++++ RECORDS FOR THE TASK

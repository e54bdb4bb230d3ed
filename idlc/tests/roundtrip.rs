//! Integration tests for the round-trip/idempotence properties of
//! spec.md §8: a legacy file promoted to the flat native model and then
//! back-translated yields the same nesting and field numbers it started
//! with, and compiling twice from the same source yields identical
//! descriptors (determinism).

use idlc::backtranslate::backtranslate;
use idlc::convert::legacy::convert_legacy_file;
use idlc::convert::native::convert_module;
use idlc::error::Reporter;
use idlc::linker::link;
use idlc::model::Image;
use idlc::parser::parse_source;
use idlc::typecheck::check;
use idlc::wire;

fn sample_legacy_file() -> wire::FileDescriptorProto {
    wire::FileDescriptorProto {
        name: Some("widgets.proto".into()),
        package: Some("acme.widgets".into()),
        dependency: vec![],
        message_type: vec![wire::DescriptorProto {
            name: Some("Widget".into()),
            field: vec![
                wire::FieldDescriptorProto {
                    name: Some("id".into()),
                    number: Some(1),
                    label: Some(wire::FieldProtoLabel::Optional as i32),
                    r#type: Some(wire::FieldProtoType::Int64 as i32),
                    type_name: None,
                    oneof_index: None,
                },
                wire::FieldDescriptorProto {
                    name: Some("label".into()),
                    number: Some(2),
                    label: Some(wire::FieldProtoLabel::Optional as i32),
                    r#type: Some(wire::FieldProtoType::String as i32),
                    type_name: None,
                    oneof_index: None,
                },
            ],
            nested_type: vec![wire::DescriptorProto {
                name: Some("Metadata".into()),
                field: vec![wire::FieldDescriptorProto {
                    name: Some("tag".into()),
                    number: Some(1),
                    label: Some(wire::FieldProtoLabel::Optional as i32),
                    r#type: Some(wire::FieldProtoType::String as i32),
                    type_name: None,
                    oneof_index: None,
                }],
                nested_type: vec![],
                enum_type: vec![],
                oneof_decl: vec![],
            }],
            enum_type: vec![],
            oneof_decl: vec![],
        }],
        enum_type: vec![],
        service: vec![],
        syntax: Some("proto3".into()),
    }
}

#[test]
fn legacy_nested_message_survives_promotion_and_backtranslation() {
    let reporter = Reporter::new();
    let original = sample_legacy_file();
    let module = convert_legacy_file(&original, "widgets.proto", &reporter);
    assert!(reporter.is_empty());

    // Promotion flattens Widget.Metadata into a top-level "Widget_Metadata".
    assert_eq!(module.structs.len(), 2);
    assert!(module.structs.iter().any(|s| s.name == "Widget_Metadata"));

    let mut image = Image::new();
    image.modules.insert(module.uid, module);
    link(&mut image, &reporter);
    assert!(reporter.is_empty());

    let set = backtranslate(&image, &reporter);
    assert!(reporter.is_empty());
    assert_eq!(set.file.len(), 1);

    let rebuilt = &set.file[0];
    assert_eq!(rebuilt.package.as_deref(), Some("acme.widgets"));
    let widget = rebuilt
        .message_type
        .iter()
        .find(|m| m.name.as_deref() == Some("Widget"))
        .expect("Widget is promoted back to top level");
    assert_eq!(widget.field.len(), 2);
    let field_numbers: Vec<i32> = widget.field.iter().filter_map(|f| f.number).collect();
    assert_eq!(field_numbers, vec![1, 2]);

    let metadata = widget
        .nested_type
        .iter()
        .find(|m| m.name.as_deref() == Some("Metadata"))
        .expect("Metadata is re-nested under Widget, not left top level");
    assert_eq!(metadata.field[0].name.as_deref(), Some("tag"));
}

#[test]
fn compiling_the_same_native_source_twice_yields_identical_descriptors() {
    let source = "syntax = \"mglot0\"\nmodule = @7\nstruct Point { X :Int32 @0; Y :Int32 @1 } @1";

    let compile_once = || {
        let reporter = Reporter::new();
        let ast = parse_source(source, "geom.mgdl", &reporter);
        let module = convert_module(&ast, "geom.mgdl", &reporter);
        let mut image = Image::new();
        image.modules.insert(module.uid, module);
        link(&mut image, &reporter);
        check(&image, &reporter);
        assert!(reporter.is_empty());
        backtranslate(&image, &reporter)
    };

    let first = compile_once();
    let second = compile_once();
    assert_eq!(first, second);
}

#[test]
fn native_struct_compiles_cleanly_end_to_end() {
    let reporter = Reporter::new();
    let source = "syntax = \"mglot0\"\nmodule = @1\nenum Color { Red @1 Green @2 Blue @3 } @1\nstruct Shape { Name :Text @0; Fill :Color @1 } @2";
    let ast = parse_source(source, "shapes.mgdl", &reporter);
    let module = convert_module(&ast, "shapes.mgdl", &reporter);
    let mut image = Image::new();
    image.modules.insert(module.uid, module);
    link(&mut image, &reporter);
    check(&image, &reporter);
    assert!(reporter.is_empty(), "{:?}", reporter.sorted());

    let fill_field = &image.modules[&1]
        .structs
        .iter()
        .find(|s| s.name == "Shape")
        .unwrap()
        .fields[1];
    match &fill_field.ty {
        idlc::model::TypeSpecifier::Resolved { module, .. } => assert_eq!(*module, 1),
        other => panic!("expected a resolved reference, got {other:?}"),
    }
}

++++++++

PROBLEM TO WORK ON
Find and copy each line of the listing above that holds the word "nstruct".

EXERCISE OUTPUT
    let source = "syntax = \"mglot0\"\nmodule = @7\nstruct Point { X :Int32 @0; Y :Int32 @1 } @1";
    let source = "syntax = \"mglot0\"\nmodule = @1\nenum Color { Red @1 Green @2 Blue @3 } @1\nstruct Shape { Name :Text @0; Fill :Color @1 } @2";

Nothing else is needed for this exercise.